◆ **DATA UNDER STUDY**:
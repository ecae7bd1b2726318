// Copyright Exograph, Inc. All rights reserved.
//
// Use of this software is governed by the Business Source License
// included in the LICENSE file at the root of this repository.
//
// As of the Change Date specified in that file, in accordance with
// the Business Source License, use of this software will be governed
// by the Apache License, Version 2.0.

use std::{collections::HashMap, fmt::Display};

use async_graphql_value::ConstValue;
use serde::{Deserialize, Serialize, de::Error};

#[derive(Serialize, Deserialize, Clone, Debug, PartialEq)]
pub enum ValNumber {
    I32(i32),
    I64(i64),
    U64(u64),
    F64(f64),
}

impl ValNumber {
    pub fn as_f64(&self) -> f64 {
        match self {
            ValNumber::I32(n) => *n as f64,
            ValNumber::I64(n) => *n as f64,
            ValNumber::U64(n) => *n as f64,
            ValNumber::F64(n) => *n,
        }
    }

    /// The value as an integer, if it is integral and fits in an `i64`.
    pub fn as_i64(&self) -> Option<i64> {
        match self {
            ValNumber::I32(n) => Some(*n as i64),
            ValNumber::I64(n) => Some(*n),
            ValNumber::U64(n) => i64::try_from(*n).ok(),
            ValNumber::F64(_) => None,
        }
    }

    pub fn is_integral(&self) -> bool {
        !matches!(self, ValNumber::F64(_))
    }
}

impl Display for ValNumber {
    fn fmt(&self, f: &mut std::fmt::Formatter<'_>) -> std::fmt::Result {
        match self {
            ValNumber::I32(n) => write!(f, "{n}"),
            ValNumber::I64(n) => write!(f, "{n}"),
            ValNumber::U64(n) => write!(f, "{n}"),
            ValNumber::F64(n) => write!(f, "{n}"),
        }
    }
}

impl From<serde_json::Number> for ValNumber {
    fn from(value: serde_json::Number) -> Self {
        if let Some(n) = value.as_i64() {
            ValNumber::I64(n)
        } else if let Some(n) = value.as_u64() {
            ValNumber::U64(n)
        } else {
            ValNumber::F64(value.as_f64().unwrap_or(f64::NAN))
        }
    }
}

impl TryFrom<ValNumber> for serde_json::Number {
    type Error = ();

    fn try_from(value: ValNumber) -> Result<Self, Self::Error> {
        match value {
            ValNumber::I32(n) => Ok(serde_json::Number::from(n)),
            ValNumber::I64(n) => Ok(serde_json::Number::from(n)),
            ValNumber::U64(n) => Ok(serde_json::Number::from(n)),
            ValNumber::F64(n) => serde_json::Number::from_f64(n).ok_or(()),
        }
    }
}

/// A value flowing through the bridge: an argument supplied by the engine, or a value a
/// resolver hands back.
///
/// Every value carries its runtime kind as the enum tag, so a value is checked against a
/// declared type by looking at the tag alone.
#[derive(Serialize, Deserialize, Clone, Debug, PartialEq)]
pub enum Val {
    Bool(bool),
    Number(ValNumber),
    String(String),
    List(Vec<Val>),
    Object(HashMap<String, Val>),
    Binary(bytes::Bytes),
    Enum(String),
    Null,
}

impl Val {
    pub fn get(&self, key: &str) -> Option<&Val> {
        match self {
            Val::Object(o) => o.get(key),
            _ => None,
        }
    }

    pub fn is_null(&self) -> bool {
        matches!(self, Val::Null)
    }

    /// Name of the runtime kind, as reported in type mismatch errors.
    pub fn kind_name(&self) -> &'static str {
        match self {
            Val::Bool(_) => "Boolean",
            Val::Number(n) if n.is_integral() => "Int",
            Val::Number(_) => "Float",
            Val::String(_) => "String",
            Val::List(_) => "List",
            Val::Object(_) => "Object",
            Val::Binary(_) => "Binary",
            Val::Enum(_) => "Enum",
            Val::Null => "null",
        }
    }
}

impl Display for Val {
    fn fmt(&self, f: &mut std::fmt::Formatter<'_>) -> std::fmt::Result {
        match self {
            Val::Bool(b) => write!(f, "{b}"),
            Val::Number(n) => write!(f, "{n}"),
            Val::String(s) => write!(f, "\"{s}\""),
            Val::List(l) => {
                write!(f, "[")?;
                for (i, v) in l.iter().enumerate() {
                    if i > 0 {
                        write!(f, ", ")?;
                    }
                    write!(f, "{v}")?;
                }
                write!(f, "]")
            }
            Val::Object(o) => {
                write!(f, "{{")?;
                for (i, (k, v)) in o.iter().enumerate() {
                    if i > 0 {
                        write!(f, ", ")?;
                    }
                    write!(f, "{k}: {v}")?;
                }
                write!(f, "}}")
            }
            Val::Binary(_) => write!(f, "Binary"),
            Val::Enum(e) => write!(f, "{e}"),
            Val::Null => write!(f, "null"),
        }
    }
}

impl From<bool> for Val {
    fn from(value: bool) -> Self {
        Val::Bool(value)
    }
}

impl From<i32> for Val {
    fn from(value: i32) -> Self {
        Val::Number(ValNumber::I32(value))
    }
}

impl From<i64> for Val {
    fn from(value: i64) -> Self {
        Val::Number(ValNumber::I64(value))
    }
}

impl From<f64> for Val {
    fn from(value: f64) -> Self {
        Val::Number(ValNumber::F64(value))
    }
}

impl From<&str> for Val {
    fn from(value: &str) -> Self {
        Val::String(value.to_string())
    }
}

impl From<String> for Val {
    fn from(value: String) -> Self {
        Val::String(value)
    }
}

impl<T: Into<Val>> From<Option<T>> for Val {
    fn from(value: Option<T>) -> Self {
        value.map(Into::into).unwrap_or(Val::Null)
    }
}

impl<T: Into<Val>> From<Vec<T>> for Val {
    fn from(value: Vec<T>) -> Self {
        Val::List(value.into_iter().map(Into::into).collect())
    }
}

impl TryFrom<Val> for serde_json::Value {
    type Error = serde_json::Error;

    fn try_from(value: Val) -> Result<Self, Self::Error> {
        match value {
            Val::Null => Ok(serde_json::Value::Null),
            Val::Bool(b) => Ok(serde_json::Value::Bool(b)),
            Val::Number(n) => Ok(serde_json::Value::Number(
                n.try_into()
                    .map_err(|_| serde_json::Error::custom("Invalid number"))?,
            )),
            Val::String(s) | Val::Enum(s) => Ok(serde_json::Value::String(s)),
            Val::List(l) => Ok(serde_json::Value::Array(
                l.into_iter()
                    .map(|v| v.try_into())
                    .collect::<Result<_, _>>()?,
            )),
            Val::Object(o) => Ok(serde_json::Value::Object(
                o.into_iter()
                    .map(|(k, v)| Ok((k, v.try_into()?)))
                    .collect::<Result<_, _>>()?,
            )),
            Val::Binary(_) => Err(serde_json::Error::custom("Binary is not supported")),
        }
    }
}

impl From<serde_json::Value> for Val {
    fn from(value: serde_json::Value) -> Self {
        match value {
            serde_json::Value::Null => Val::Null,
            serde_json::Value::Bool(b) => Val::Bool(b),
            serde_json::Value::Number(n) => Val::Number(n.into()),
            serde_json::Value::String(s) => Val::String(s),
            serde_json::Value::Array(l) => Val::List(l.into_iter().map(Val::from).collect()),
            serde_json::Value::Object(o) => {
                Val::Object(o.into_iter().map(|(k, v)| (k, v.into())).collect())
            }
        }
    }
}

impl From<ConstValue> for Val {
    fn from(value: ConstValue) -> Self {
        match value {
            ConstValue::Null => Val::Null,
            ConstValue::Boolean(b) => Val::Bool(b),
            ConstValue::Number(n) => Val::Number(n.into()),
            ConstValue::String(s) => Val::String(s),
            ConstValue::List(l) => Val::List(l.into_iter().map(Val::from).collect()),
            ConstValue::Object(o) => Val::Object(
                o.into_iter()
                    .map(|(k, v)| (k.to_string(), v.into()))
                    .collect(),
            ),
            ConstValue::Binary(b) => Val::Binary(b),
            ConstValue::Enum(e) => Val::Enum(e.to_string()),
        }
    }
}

◆ **WHAT TO DO**: Report all lines of the data that include the word "TryFrom".

◆ **ANSWER TO THIS EXERCISE**:
impl TryFrom<ValNumber> for serde_json::Number {
impl TryFrom<Val> for serde_json::Value {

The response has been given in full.